In response to scattered criticism of the EPA's alarmist 1988 ozone findings, the agency argued that, although the summer of 1988 was indeed unusually hot, hotter summers were a pronounced trend in the 1980s and the "greenhouse effect" might increase the likelihood of even hotter summers in the future. Thus, according to the EPA, using the 1988 data to establish nonattainment regions was perfectly legitimate and in fact prudent if America was to ensure clean air in the future.

To test the EPA's greenhouse assertion, I compiled an annual 90F temperature profile for more than 90 ozone non- attainment areas for 1967 through 1989. That temperature yardstick is a good indicator of how many days per year weather conditions (i.e., high temperatures, low wind speeds, and temperature inversions) are conducive to smog formation.(7)

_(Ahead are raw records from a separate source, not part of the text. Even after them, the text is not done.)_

// Copyright (c) 2025 Erick Bourgeois, firestoned
// SPDX-License-Identifier: MIT

//! Query name resolution against the cluster mirror.
//!
//! [`ResolutionEngine::resolve`] turns a query name into answer records:
//!
//! - Reverse names (`*.in-addr.arpa.`, `*.ip6.arpa.`) are decoded to an address
//!   and answered with that address if some Service owns it.
//! - Forward names are matched against the configured zones (first match wins),
//!   the labels left of the zone are decoded by a [`SegmentTranslator`], and the
//!   Service found in the mirror is rendered as one canonical-name record plus
//!   one record per port.
//!
//! "Not found" in any form is an empty answer. The only error is a name that
//! does not decode to a namespace.

use crate::config::ZoneConfig;
use crate::constants::{IPV4_ARPA_SUFFIX, IPV6_ARPA_SUFFIX, SERVICE_RECORD_TYPE};
use crate::dns_errors::ResolveError;
use crate::metrics;
use crate::mirror::ClusterMirror;
use crate::template::SegmentTranslator;
use k8s_openapi::api::core::v1::Service;
use kube::ResourceExt;
use serde::Serialize;
use std::net::{IpAddr, Ipv4Addr, Ipv6Addr};
use std::sync::Arc;
use tracing::debug;

/// One synthesized answer.
///
/// `host` is either the query name (canonical-name record) or a cluster IP
/// (per-port record, or reverse answer). `port` is 0 when not applicable.
#[derive(Debug, Clone, PartialEq, Eq, Serialize)]
pub struct AnswerRecord {
    pub host: String,
    pub port: u16,
}

impl AnswerRecord {
    fn new(host: impl Into<String>, port: u16) -> Self {
        Self {
            host: host.into(),
            port,
        }
    }
}

/// Resolves query names using a [`ClusterMirror`] and a [`ZoneConfig`].
pub struct ResolutionEngine {
    mirror: Arc<ClusterMirror>,
    zones: Arc<ZoneConfig>,
    translator: Arc<dyn SegmentTranslator>,
}

impl ResolutionEngine {
    /// Engine decoding names with the template from `zones`.
    #[must_use]
    pub fn new(mirror: Arc<ClusterMirror>, zones: ZoneConfig) -> Self {
        let translator = Arc::new(zones.template().clone());
        Self::with_translator(mirror, zones, translator)
    }

    /// Engine decoding names with a custom translator.
    #[must_use]
    pub fn with_translator(
        mirror: Arc<ClusterMirror>,
        zones: ZoneConfig,
        translator: Arc<dyn SegmentTranslator>,
    ) -> Self {
        Self {
            mirror,
            zones: Arc::new(zones),
            translator,
        }
    }

    /// Mirror this engine reads from.
    #[must_use]
    pub fn mirror(&self) -> &Arc<ClusterMirror> {
        &self.mirror
    }

    /// Zone configuration this engine serves.
    #[must_use]
    pub fn zones(&self) -> &ZoneConfig {
        &self.zones
    }

    /// Resolve `query_name` into answer records.
    ///
    /// `exact` is accepted for callers completing SRV lookups; it does not
    /// currently change the result.
    ///
    /// Does not wait for the mirror to sync: before the first sync completes,
    /// existing services may resolve to an empty answer.
    ///
    /// # Errors
    ///
    /// Returns [`ResolveError::MalformedQuery`] if the name matches a zone but
    /// decodes to an empty namespace.
    pub fn resolve(
        &self,
        query_name: &str,
        exact: bool,
    ) -> Result<Vec<AnswerRecord>, ResolveError> {
        let fqdn = fully_qualified(query_name);

        if is_reverse_name(&fqdn) {
            let records = self.resolve_reverse(&fqdn);
            metrics::record_query("reverse");
            debug!(query = %query_name, answers = records.len(), "Resolved reverse query");
            return Ok(records);
        }

        let result = self.resolve_forward(query_name, &fqdn);
        let outcome = match &result {
            Ok(records) if records.is_empty() => "empty",
            Ok(_) => "answered",
            Err(_) => "malformed",
        };
        metrics::record_query(outcome);
        debug!(query = %query_name, exact, outcome, "Resolved query");

        result
    }

    fn resolve_reverse(&self, fqdn: &str) -> Vec<AnswerRecord> {
        let Some(address) = decode_reverse_name(fqdn) else {
            debug!(query = %fqdn, "Reverse name does not encode an address");
            return Vec::new();
        };

        let address = address.to_string();
        self.mirror
            .lookup_services_by_address(&address)
            .iter()
            .map(|_| AnswerRecord::new(address.as_str(), 0))
            .collect()
    }

    fn resolve_forward(
        &self,
        query_name: &str,
        fqdn: &str,
    ) -> Result<Vec<AnswerRecord>, ResolveError> {
        let Some(segments) = self.zone_segments(fqdn) else {
            return Ok(Vec::new());
        };

        let namespace = self.translator.segments_to_namespace(&segments);
        if namespace.is_empty() {
            return Err(ResolveError::MalformedQuery {
                name: query_name.to_string(),
            });
        }

        if !self.zones.is_namespace_served(&namespace) {
            debug!(query = %query_name, namespace = %namespace, "Namespace not served");
            return Ok(Vec::new());
        }

        let service_name = self.translator.segments_to_service_name(&segments);
        let Some(service) = self
            .mirror
            .lookup_service_in_namespace(&namespace, &service_name)
        else {
            return Ok(Vec::new());
        };

        Ok(service_records(query_name, &service))
    }

    /// Labels left of the first configured zone containing `fqdn`, leftmost first.
    fn zone_segments(&self, fqdn: &str) -> Option<Vec<String>> {
        self.zones.zones().iter().find_map(|zone| {
            if fqdn == zone.as_str() {
                return Some(Vec::new());
            }
            fqdn.strip_suffix(zone.as_str())
                .and_then(|prefix| prefix.strip_suffix('.'))
                .map(|prefix| prefix.split('.').map(str::to_string).collect())
        })
    }

    /// Every name this engine would answer, per zone, for the services currently mirrored.
    #[must_use]
    pub fn served_names(&self) -> Vec<String> {
        let mut names = Vec::new();
        for (namespace, services) in self.mirror.services_by_namespace() {
            if !self.zones.is_namespace_served(&namespace) {
                continue;
            }
            for service in services {
                for zone in self.zones.zones() {
                    names.push(self.translator.names_to_record_name(
                        &service.name_any(),
                        SERVICE_RECORD_TYPE,
                        &namespace,
                        zone,
                    ));
                }
            }
        }
        names
    }
}

/// Canonical-name record followed by one `{cluster_ip, port}` record per declared port.
///
/// The cluster IP is copied as stored, so headless services carry their empty
/// or `None` address into the port records.
fn service_records(query_name: &str, service: &Service) -> Vec<AnswerRecord> {
    let mut records = vec![AnswerRecord::new(query_name, 0)];

    let Some(spec) = service.spec.as_ref() else {
        return records;
    };
    let cluster_ip = spec.cluster_ip.as_deref().unwrap_or_default();

    for port in spec.ports.iter().flatten() {
        match u16::try_from(port.port) {
            Ok(number) => records.push(AnswerRecord::new(cluster_ip, number)),
            Err(_) => debug!(
                service = %service.name_any(),
                port = port.port,
                "Skipping out-of-range service port"
            ),
        }
    }

    records
}

/// Lowercase, fully-qualified form of a query name.
fn fully_qualified(name: &str) -> String {
    let lower = name.trim().to_ascii_lowercase();
    if lower.ends_with('.') {
        lower
    } else {
        format!("{lower}.")
    }
}

fn is_reverse_name(fqdn: &str) -> bool {
    fqdn.ends_with(IPV4_ARPA_SUFFIX) || fqdn.ends_with(IPV6_ARPA_SUFFIX)
}

/// Decode the address encoded in a reverse lookup name.
///
/// `5.0.0.10.in-addr.arpa.` decodes to `10.0.0.5`; IPv6 names must carry all
/// 32 nibbles. Partial names (reverse zones) decode to `None`.
pub fn decode_reverse_name(name: &str) -> Option<IpAddr> {
    let fqdn = fully_qualified(name);

    if let Some(labels) = fqdn.strip_suffix(IPV4_ARPA_SUFFIX) {
        let octets: Vec<u8> = labels
            .split('.')
            .rev()
            .map(|label| label.parse::<u8>().ok())
            .collect::<Option<_>>()?;
        let octets: [u8; 4] = octets.try_into().ok()?;
        return Some(IpAddr::V4(Ipv4Addr::from(octets)));
    }

    if let Some(labels) = fqdn.strip_suffix(IPV6_ARPA_SUFFIX) {
        let nibbles: Vec<&str> = labels.split('.').collect();
        if nibbles.len() != 32 {
            return None;
        }
        let mut value: u128 = 0;
        for nibble in nibbles.iter().rev() {
            if nibble.len() != 1 {
                return None;
            }
            let digit = u128::from_str_radix(nibble, 16).ok()?;
            value = (value << 4) | digit;
        }
        return Some(IpAddr::V6(Ipv6Addr::from(value)));
    }

    None
}

#[cfg(test)]
#[path = "resolver_tests.rs"]
mod resolver_tests;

Seven of those profiles (with 1990 and 1991 data added) are shown in Figure 1. The median number of days above 90F during the first half versus the second half of the 25-year period shown in Figure 1 demonstrates that there is no trend of increasing temperatures for the cities that suffered from record temperatures during the summer of 1988. Three of the six areas influenced by the drought (all but Dallas/Fort Worth) show an increase, and three show a decrease in the median for the first versus the second time period. Other cities in those regions show the same pattern. Accepted statistical tests, however, indicate that the observed differences are not statistically significant, except for Washington, D.C. The temperature data for Dallas/Fort Worth and other Sun Belt cities exhibit a different pattern over the past decade than do the data for midwestern and northeastern cities.

Figure 1
Twenty-Three Year Temperature trends for Seven Representative Regions
Source: National Climatic Data Center, National Oceanic and At- mospheric Administration.
(Graphs Omitted)

The data also give rise to another important observation. The six drought-affected cities experienced much wider temperature fluctuations during the last 12 years than during previous years. Those fluctuations masked the true downward ozone trend during the 1980s. The EPA has taken advantage of those extremes to falsely show a nationwide upward trend between 1983 and 1988 and between 1987 and 1988 in a recent report.(8)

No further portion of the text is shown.